■ EXERCISE DETAILS:
Beginning with the first line, please repeat the entries exactly and end on the line that contains "fn new(text: &'a".

■ SUPPLIED RECORDS:
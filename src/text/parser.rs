//! Node-list (KIR) parser implementation.

use hashbrown::HashMap;

use super::ParseError;
use crate::core::dtype::{DType, PtrInfo, ScalarType};
use crate::core::node::{Arg, ConstValue, Graph, Node, NodeId, Op, WmmaArg};

/// Parse a node list into a graph.
pub fn parse(text: &str) -> Result<Graph, ParseError> {
    Parser::new(text).parse()
}

struct Parser<'a> {
    text: &'a str,
    pos: usize,
    line: usize,
    graph: Graph,
    values: HashMap<&'a str, NodeId>,
}

impl<'a> Parser<'a> {
    fn new(text: &'a str) -> Self {
        Self { text, pos: 0, line: 1, graph: Graph::new(), values: HashMap::new() }
    }

    fn parse(mut self) -> Result<Graph, ParseError> {
        self.skip_whitespace(true);
        while !self.is_eof() {
            self.parse_node()?;
            self.skip_whitespace(false);
            if !self.is_eof() && !self.try_newline() {
                return Err(self.error("expected end of line"));
            }
            self.skip_whitespace(true);
        }
        Ok(self.graph)
    }

    fn error(&self, message: impl Into<String>) -> ParseError {
        ParseError::Syntax { line: self.line, message: message.into() }
    }

    fn is_eof(&self) -> bool {
        self.pos >= self.text.len()
    }

    fn current_char(&self) -> Option<char> {
        self.text[self.pos..].chars().next()
    }

    fn advance(&mut self) {
        if let Some(ch) = self.current_char() {
            if ch == '\n' {
                self.line += 1;
            }
            self.pos += ch.len_utf8();
        }
    }

    fn skip_whitespace(&mut self, skip_newlines: bool) {
        while let Some(ch) = self.current_char() {
            if ch == ';' {
                while let Some(ch) = self.current_char() {
                    if ch == '\n' {
                        break;
                    }
                    self.advance();
                }
            } else if ch.is_whitespace() {
                if ch == '\n' && !skip_newlines {
                    break;
                }
                self.advance();
            } else {
                break;
            }
        }
    }

    fn try_newline(&mut self) -> bool {
        if self.current_char() == Some('\n') {
            self.advance();
            true
        } else {
            false
        }
    }

    fn try_read(&mut self, ch: char) -> bool {
        self.skip_whitespace(false);
        if self.current_char() == Some(ch) {
            self.advance();
            true
        } else {
            false
        }
    }

    fn expect(&mut self, ch: char) -> Result<(), ParseError> {
        if self.try_read(ch) {
            Ok(())
        } else {
            Err(self.error(format!("expected '{ch}'")))
        }
    }

    fn peek(&mut self) -> Option<char> {
        self.skip_whitespace(false);
        self.current_char()
    }

    fn parse_ident(&mut self) -> Result<&'a str, ParseError> {
        self.skip_whitespace(false);
        let start = self.pos;
        while let Some(ch) = self.current_char() {
            if ch.is_alphanumeric() || ch == '_' || ch == '.' || ch == '-' {
                self.advance();
            } else {
                break;
            }
        }
        if start == self.pos {
            return Err(self.error("expected identifier"));
        }
        let text = self.text;
        Ok(&text[start..self.pos])
    }

    fn parse_number(&mut self) -> Result<u32, ParseError> {
        let tok = self.parse_ident()?;
        tok.parse().map_err(|_| self.error(format!("expected a number, found '{tok}'")))
    }

    /// `f32`, `f16x8`, `*f32`, `*f32[16]`, `*local f32[256]`.
    fn parse_type(&mut self) -> Result<DType, ParseError> {
        let ptr = self.try_read('*');
        let mut local = false;
        let mut tok = self.parse_ident()?;
        if ptr && tok == "local" {
            local = true;
            tok = self.parse_ident()?;
        }
        let (scalar, count) = match tok.rsplit_once('x') {
            Some((s, n)) if ScalarType::parse(s).is_some() && !n.is_empty() => {
                let n = n.parse().map_err(|_| self.error(format!("bad lane count in '{tok}'")))?;
                (s, n)
            }
            _ => (tok, 1),
        };
        let scalar = ScalarType::parse(scalar).ok_or_else(|| self.error(format!("unknown type '{tok}'")))?;
        let mut dtype = DType::scalar(scalar).vec(count);
        if ptr {
            let size = if self.peek() == Some('[') && self.is_type_size() {
                self.expect('[')?;
                let n = self.parse_number()?;
                self.expect(']')?;
                Some(n)
            } else {
                None
            };
            dtype.ptr = Some(PtrInfo { local, size });
        }
        Ok(dtype)
    }

    /// `[16]` directly after a pointer type is a size, `[0]` after a space is an argument list.
    fn is_type_size(&self) -> bool {
        self.pos > 0 && !self.text[..self.pos].ends_with(char::is_whitespace)
    }

    fn parse_operand(&mut self) -> Result<NodeId, ParseError> {
        self.expect('%')?;
        let name = self.parse_ident()?;
        self.values
            .get(name)
            .copied()
            .ok_or_else(|| ParseError::UndefinedValue { line: self.line, name: name.to_string() })
    }

    /// Comma separated literals up to `]`.
    fn parse_args(&mut self) -> Result<Vec<&'a str>, ParseError> {
        let text = self.text;
        let start = self.pos;
        let end = text[start..]
            .find(|c: char| c == ']' || c == '\n')
            .map(|i| start + i)
            .filter(|&i| text[i..].starts_with(']'))
            .ok_or_else(|| self.error("unterminated argument list"))?;
        let args = text[start..end].split(',').map(str::trim).filter(|s| !s.is_empty()).collect();
        self.pos = end + 1;
        Ok(args)
    }

    fn parse_node(&mut self) -> Result<(), ParseError> {
        let line = self.line;
        let mut result = None;
        if self.peek() == Some('%') {
            self.advance();
            result = Some(self.parse_ident()?);
            self.expect('=')?;
        }
        let op_name = self.parse_ident()?;
        let op = Op::parse(op_name).ok_or_else(|| ParseError::UnknownOp { line, op: op_name.to_string() })?;
        let dtype = self.parse_type()?;

        let mut src = Vec::new();
        if self.peek() == Some('%') {
            src.push(self.parse_operand()?);
            while self.try_read(',') {
                src.push(self.parse_operand()?);
            }
        }
        let args = if self.try_read('[') { self.parse_args()? } else { Vec::new() };
        let arg = self.build_arg(op, dtype, &args)?;

        let id = self
            .graph
            .push(Node::new(op, dtype, src, arg))
            .map_err(|source| ParseError::Graph { line, source })?;
        if let Some(name) = result {
            if self.values.insert(name, id).is_some() {
                return Err(ParseError::Redefined { line, name: name.to_string() });
            }
        }
        Ok(())
    }

    fn build_arg(&self, op: Op, dtype: DType, args: &[&str]) -> Result<Arg, ParseError> {
        let int = |s: &str| s.parse::<i64>().map_err(|_| self.error(format!("expected an integer, found '{s}'")));
        let uint = |s: &str| s.parse::<u32>().map_err(|_| self.error(format!("expected an index, found '{s}'")));
        let scalar = |s: &str| ScalarType::parse(s).ok_or_else(|| self.error(format!("unknown type '{s}'")));
        let arity = |n: usize| {
            if args.len() == n {
                Ok(())
            } else {
                Err(self.error(format!("{op} takes {n} arguments, got {}", args.len())))
            }
        };
        Ok(match op {
            Op::Const => {
                arity(1)?;
                Arg::Const(self.parse_const(args[0], dtype)?)
            }
            Op::DefineGlobal | Op::DefineLocal | Op::Range => {
                arity(1)?;
                Arg::Index(uint(args[0])?)
            }
            Op::DefineVar => {
                arity(3)?;
                Arg::Var { name: args[0].to_string(), min: int(args[1])?, max: int(args[2])? }
            }
            Op::Name => {
                arity(1)?;
                Arg::Name(args[0].to_string())
            }
            Op::Special => {
                arity(2)?;
                Arg::Special { name: args[0].to_string(), size: uint(args[1])? }
            }
            Op::Gep => Arg::Lanes(args.iter().map(|s| uint(*s)).collect::<Result<_, _>>()?),
            Op::Wmma => {
                arity(6)?;
                Arg::Wmma(WmmaArg {
                    name: args[0].to_string(),
                    dtype_in: scalar(args[1])?,
                    dtype_out: scalar(args[2])?,
                    upcast: [uint(args[3])?, uint(args[4])?, uint(args[5])?],
                })
            }
            _ => {
                arity(0)?;
                Arg::None
            }
        })
    }

    fn parse_const(&self, s: &str, dtype: DType) -> Result<ConstValue, ParseError> {
        let bad = || self.error(format!("bad {dtype} constant '{s}'"));
        if dtype.scalar.is_float() {
            let v = match s.to_ascii_lowercase().as_str() {
                "nan" => f64::NAN,
                "inf" | "+inf" => f64::INFINITY,
                "-inf" => f64::NEG_INFINITY,
                _ => s.parse().map_err(|_| bad())?,
            };
            Ok(ConstValue::Float(v))
        } else if dtype.scalar.is_bool() {
            match s {
                "true" | "1" => Ok(ConstValue::Bool(true)),
                "false" | "0" => Ok(ConstValue::Bool(false)),
                _ => Err(bad()),
            }
        } else {
            s.parse().map(ConstValue::Int).map_err(|_| bad())
        }
    }
}

#[cfg(test)]
mod tests {
    use super::*;
    use crate::core::error::CompileError;

    #[test]
    fn test_parse_sum_loop() {
        let g = parse(
            "; sum of four floats\n\
             %buf = define_global *f32[4] [0]\n\
             %zero = const i32 [0]\n\
             %four = const i32 [4]\n\
             %init = const f32 [0.0]\n\
             %r = range i32 %zero, %four [0]\n\
             %acc = define_acc f32 %init, %r\n\
             %idx = index *f32[4] %buf, %r\n\
             %x = load f32 %idx\n\
             %sum = add f32 %acc, %x\n\
             %a = assign f32 %acc, %sum\n\
             endrange void %r   ; close the loop\n",
        )
        .unwrap();
        assert_eq!(g.len(), 11);
        assert_eq!(g.nodes()[0].dtype, DType::F32.ptr_sized(4));
        assert_eq!(g.nodes()[4].arg, Arg::Index(0));
        assert_eq!(g.nodes()[10].src, vec![NodeId(4)]);
    }

    #[test]
    fn test_parse_types() {
        let g = parse(
            "%a = define_local *local f32[256] [0]\n\
             %b = define_global *f16x8 [1]\n\
             %c = const f16x8 [1.5]\n\
             %d = const f32 [-inf]\n",
        )
        .unwrap();
        assert_eq!(g.nodes()[0].dtype, DType::F32.local_ptr(256));
        assert_eq!(g.nodes()[1].dtype, DType::F16.vec(8).ptr());
        assert_eq!(g.nodes()[2].dtype, DType::F16.vec(8));
        assert_eq!(g.nodes()[3].arg, Arg::Const(ConstValue::Float(f64::NEG_INFINITY)));
    }

    #[test]
    fn test_parse_errors() {
        assert!(matches!(parse("%a = frobnicate f32"), Err(ParseError::UnknownOp { line: 1, .. })));
        assert!(matches!(
            parse("%a = const f32 [1.0]\n%b = add f32 %a, %c"),
            Err(ParseError::UndefinedValue { line: 2, .. })
        ));
        assert!(matches!(parse("%a = const f32 [1.0]\n%a = const f32 [2.0]"), Err(ParseError::Redefined { .. })));
        assert!(matches!(parse("%a = const f32 [1.0, 2.0]"), Err(ParseError::Syntax { .. })));
        assert!(matches!(parse("%a = const f32 [1.0]\n%b = add f32 %a"), Err(ParseError::Graph { line: 2, .. })));
    }

    #[test]
    fn test_parse_accumulator_without_init() {
        let err = parse("%a = define_acc f32\n%b = const f32 [1.0]\n%c = assign f32 %a, %b").unwrap_err();
        assert!(
            matches!(err, ParseError::Graph { line: 1, source: CompileError::InvalidNode { .. } }),
            "{err}"
        );
    }
}
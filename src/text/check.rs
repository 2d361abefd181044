//! FileCheck-style test validation for KIR files.
//!
//! A filetest is a node list whose `;` comments carry directives:
//!
//! ```text
//! ; RUN: %kernelgen --target amdgpu --arch gfx1100 %s
//! ; CHECK-LABEL: define amdgpu_kernel void @k(
//! ; CHECK: tail call i32 @llvm.amdgcn.workgroup.id.x()
//! ; CHECK-NOT: alloca
//! ```
//!
//! Every RUN line lowers the node list once and the CHECK directives are
//! matched against the produced text in order.

use std::collections::VecDeque;

use log::debug;

use super::{parse, print};
use crate::core::node::Graph;
use crate::core::target::Target;
use crate::llvm::{legalize, lower_with_stats};

/// A CHECK directive extracted from a KIR file
#[derive(Debug, Clone, PartialEq)]
pub enum CheckDirective {
    /// CHECK: pattern - Match on this or a later line
    Check(String),
    /// CHECK-LABEL: pattern - Label for a section
    CheckLabel(String),
    /// CHECK-NEXT: pattern - Match on the next line
    CheckNext(String),
    /// CHECK-NOT: pattern - Must not occur before the next match
    CheckNot(String),
    /// CHECK-EMPTY - Match empty line
    CheckEmpty,
    /// COM: comment - Comment, ignored
    Comment(String),
}

/// A RUN directive specifying how to execute the test
#[derive(Debug, Clone, PartialEq)]
pub struct RunDirective {
    pub command: String,
    pub args: Vec<String>,
}

impl RunDirective {
    fn value(&self, flag: &str) -> Option<&str> {
        let pos = self.args.iter().position(|a| a == flag)?;
        self.args.get(pos + 1).map(String::as_str)
    }

    fn has(&self, flag: &str) -> bool {
        self.args.iter().any(|a| a == flag)
    }
}

/// Test specification extracted from a KIR file
#[derive(Debug)]
pub struct TestSpec {
    pub run_directives: Vec<RunDirective>,
    pub check_directives: Vec<CheckDirective>,
    pub kir_content: String,
}

const PREFIXES: &[&str] = &["; CHECK-LABEL:", "; CHECK-NEXT:", "; CHECK-NOT:", "; CHECK-EMPTY", "; CHECK:", "; COM:"];

impl TestSpec {
    /// Parse a KIR file to extract test specifications
    pub fn parse(content: &str) -> Result<Self, String> {
        let mut run_directives = Vec::new();
        let mut check_directives = Vec::new();
        let mut kir_lines = Vec::new();

        for (lineno, line) in content.lines().enumerate() {
            let trimmed = line.trim();

            if let Some(run_cmd) = trimmed.strip_prefix("; RUN:") {
                let parts: Vec<&str> = run_cmd.split_whitespace().collect();
                let Some((command, args)) = parts.split_first() else {
                    return Err(format!("line {}: empty RUN directive", lineno + 1));
                };
                run_directives.push(RunDirective {
                    command: command.to_string(),
                    args: args.iter().map(|s| s.to_string()).collect(),
                });
                // Keep line numbers of parse errors aligned with the file.
                kir_lines.push("");
                continue;
            }

            let directive = PREFIXES.iter().find_map(|p| trimmed.strip_prefix(p).map(|rest| (*p, rest.trim())));
            match directive {
                Some(("; CHECK-LABEL:", pattern)) => check_directives.push(CheckDirective::CheckLabel(pattern.to_string())),
                Some(("; CHECK-NEXT:", pattern)) => check_directives.push(CheckDirective::CheckNext(pattern.to_string())),
                Some(("; CHECK-NOT:", pattern)) => check_directives.push(CheckDirective::CheckNot(pattern.to_string())),
                Some(("; CHECK-EMPTY", _)) => check_directives.push(CheckDirective::CheckEmpty),
                Some(("; CHECK:", pattern)) => check_directives.push(CheckDirective::Check(pattern.to_string())),
                Some((_, comment)) => check_directives.push(CheckDirective::Comment(comment.to_string())),
                None => {
                    kir_lines.push(line);
                    continue;
                }
            }
            kir_lines.push("");
        }

        if run_directives.is_empty() {
            return Err("no RUN directive".to_string());
        }

        Ok(TestSpec { run_directives, check_directives, kir_content: kir_lines.join("\n") })
    }
}

/// Test runner that executes KIR tests
pub struct TestRunner {
    verbose: bool,
}

impl TestRunner {
    pub fn new(verbose: bool) -> Self {
        Self { verbose }
    }

    /// Run a KIR test and validate output
    pub fn run_test(&self, spec: &TestSpec) -> Result<(), String> {
        let graph = parse(&spec.kir_content).map_err(|e| e.to_string())?;

        for run_dir in &spec.run_directives {
            let output = self.execute_command(&graph, run_dir)?;
            self.validate_output(&output, &spec.check_directives)
                .map_err(|e| format!("{e}\n--- output of {} {} ---\n{output}", run_dir.command, run_dir.args.join(" ")))?;
        }

        Ok(())
    }

    /// Execute a test command and return the output
    fn execute_command(&self, graph: &Graph, run_dir: &RunDirective) -> Result<String, String> {
        let name = run_dir.value("--target").unwrap_or("cpu");
        let target = Target::by_name(name, run_dir.value("--arch")).ok_or_else(|| format!("unknown target '{name}'"))?;
        debug!("running filetest for {target}");

        if run_dir.has("--print-nodes") {
            let legalized = legalize(graph, &target.legalize).map_err(|e| e.to_string())?;
            return Ok(print(&legalized));
        }

        let lowered = lower_with_stats(graph, &target).map_err(|e| e.to_string())?;
        let mut output = lowered.text;
        if run_dir.has("--stats") {
            output.push_str(&format!("; {}\n", lowered.stats));
        }
        Ok(output)
    }

    /// Validate output against CHECK directives
    pub fn validate_output(&self, output: &str, directives: &[CheckDirective]) -> Result<(), String> {
        let output_lines: VecDeque<_> = output.lines().collect();
        let mut line_idx = 0;
        let mut pending_not: Vec<&str> = Vec::new();

        let check_not = |pending: &mut Vec<&str>, from: usize, to: usize| -> Result<(), String> {
            for pattern in pending.drain(..) {
                if let Some(line) = output_lines.iter().take(to).skip(from).find(|l| l.contains(pattern)) {
                    return Err(format!("CHECK-NOT: pattern '{pattern}' found in '{line}'"));
                }
            }
            Ok(())
        };

        for directive in directives {
            match directive {
                CheckDirective::Comment(_) => continue,

                CheckDirective::CheckNot(pattern) => pending_not.push(pattern.as_str()),

                CheckDirective::Check(pattern) | CheckDirective::CheckLabel(pattern) => {
                    let kind = if matches!(directive, CheckDirective::Check(_)) { "CHECK" } else { "CHECK-LABEL" };
                    let found = output_lines.iter().skip(line_idx).position(|line| line.contains(pattern.as_str()));

                    match found {
                        Some(idx) => {
                            check_not(&mut pending_not, line_idx, line_idx + idx)?;
                            line_idx += idx + 1;
                            if self.verbose {
                                println!("{kind}: '{pattern}' found at line {}", line_idx - 1);
                            }
                        }
                        None => {
                            return Err(format!("{kind}: pattern '{pattern}' not found in output"));
                        }
                    }
                }

                CheckDirective::CheckNext(pattern) => {
                    let Some(line) = output_lines.get(line_idx) else {
                        return Err(format!("CHECK-NEXT: no more lines, expected '{pattern}'"));
                    };
                    if !line.contains(pattern.as_str()) {
                        return Err(format!("CHECK-NEXT: expected '{pattern}' but got '{line}'"));
                    }
                    check_not(&mut pending_not, line_idx, line_idx)?;

                    if self.verbose {
                        println!("CHECK-NEXT: '{pattern}' matches at line {line_idx}");
                    }
                    line_idx += 1;
                }

                CheckDirective::CheckEmpty => {
                    let Some(line) = output_lines.get(line_idx) else {
                        continue; // End of output counts as empty
                    };
                    if !line.trim().is_empty() {
                        return Err(format!("CHECK-EMPTY: expected empty line but got '{line}'"));
                    }

                    if self.verbose {
                        println!("CHECK-EMPTY: matches at line {line_idx}");
                    }
                    line_idx += 1;
                }
            }
        }

        check_not(&mut pending_not, line_idx, output_lines.len())
    }
}
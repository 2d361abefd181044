//! Shared lowering engine for the textual LLVM-style IR.
//!
//! The engine is target independent; targets contribute rules through
//! [`crate::core::target::Target`].
//!
//! # Example
//! ```ignore
//! use kernelgen::core::{DType, Graph, Target};
//! use kernelgen::llvm::lower;
//!
//! let mut g = Graph::new();
//! let out = g.define_global(0, DType::F32.ptr())?;
//! let zero = g.const_int(DType::I32, 0)?;
//! let one = g.const_float(DType::F32, 1.0)?;
//! let idx = g.index(out, zero)?;
//! g.store(idx, one)?;
//! let text = lower(&g, &Target::cpu())?;
//! ```

pub mod compiler;
pub mod control;
pub mod legalize;
pub mod rules;
pub mod types;

pub use compiler::{lower, lower_with_stats, Lowered};
pub use control::{plan_accumulators, Accumulator, AccumulatorPlan};
pub use legalize::{legalize, Legalizer};
pub use rules::Renderer;
pub use types::{lcast, lconst, ldt};
// This module gathers the target-independent building blocks of kernelgen: the semantic
// types and node graph the engine consumes, the structural pattern matcher and ordered
// rule sets shared by legalization and selection, the arena-backed lowering session that
// owns names and emitted text for one call, the immutable target configuration, and the
// error types. Nothing here knows the textual IR; rendering lives in the llvm module.

//! Core infrastructure shared by every target.
//!
//! - [`dtype`]: scalar kinds, vectors and pointers
//! - [`node`]: ops, nodes and the topologically ordered [`Graph`]
//! - [`pattern`]: patterns, captures and priority-ordered rule sets
//! - [`session`]: name table and instruction buffer (arena allocated)
//! - [`target`]: capability flags and rule sets of an output dialect
//! - [`error`]: [`CompileError`]

pub mod dtype;
pub mod error;
pub mod node;
pub mod pattern;
pub mod session;
pub mod target;

pub use dtype::{DType, PtrInfo, ScalarType};
pub use error::{CompileError, CompileResult};
pub use node::{Arg, ConstValue, Graph, Node, NodeId, Op, OpInfo, WmmaArg};
pub use pattern::{Match, Pattern, Rule, RuleSet};
pub use session::{LoweringSession, SessionStats};
pub use target::{LegalizeFn, PrepassFn, SelectFn, Target};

■ ANSWER SPACE:
filename src/text/parser.rs
//! Node-list (KIR) parser implementation.

use hashbrown::HashMap;

use super::ParseError;
use crate::core::dtype::{DType, PtrInfo, ScalarType};
use crate::core::node::{Arg, ConstValue, Graph, Node, NodeId, Op, WmmaArg};

/// Parse a node list into a graph.
pub fn parse(text: &str) -> Result<Graph, ParseError> {
    Parser::new(text).parse()
}

struct Parser<'a> {
    text: &'a str,
    pos: usize,
    line: usize,
    graph: Graph,
    values: HashMap<&'a str, NodeId>,
}

impl<'a> Parser<'a> {
    fn new(text: &'a str) -> Self {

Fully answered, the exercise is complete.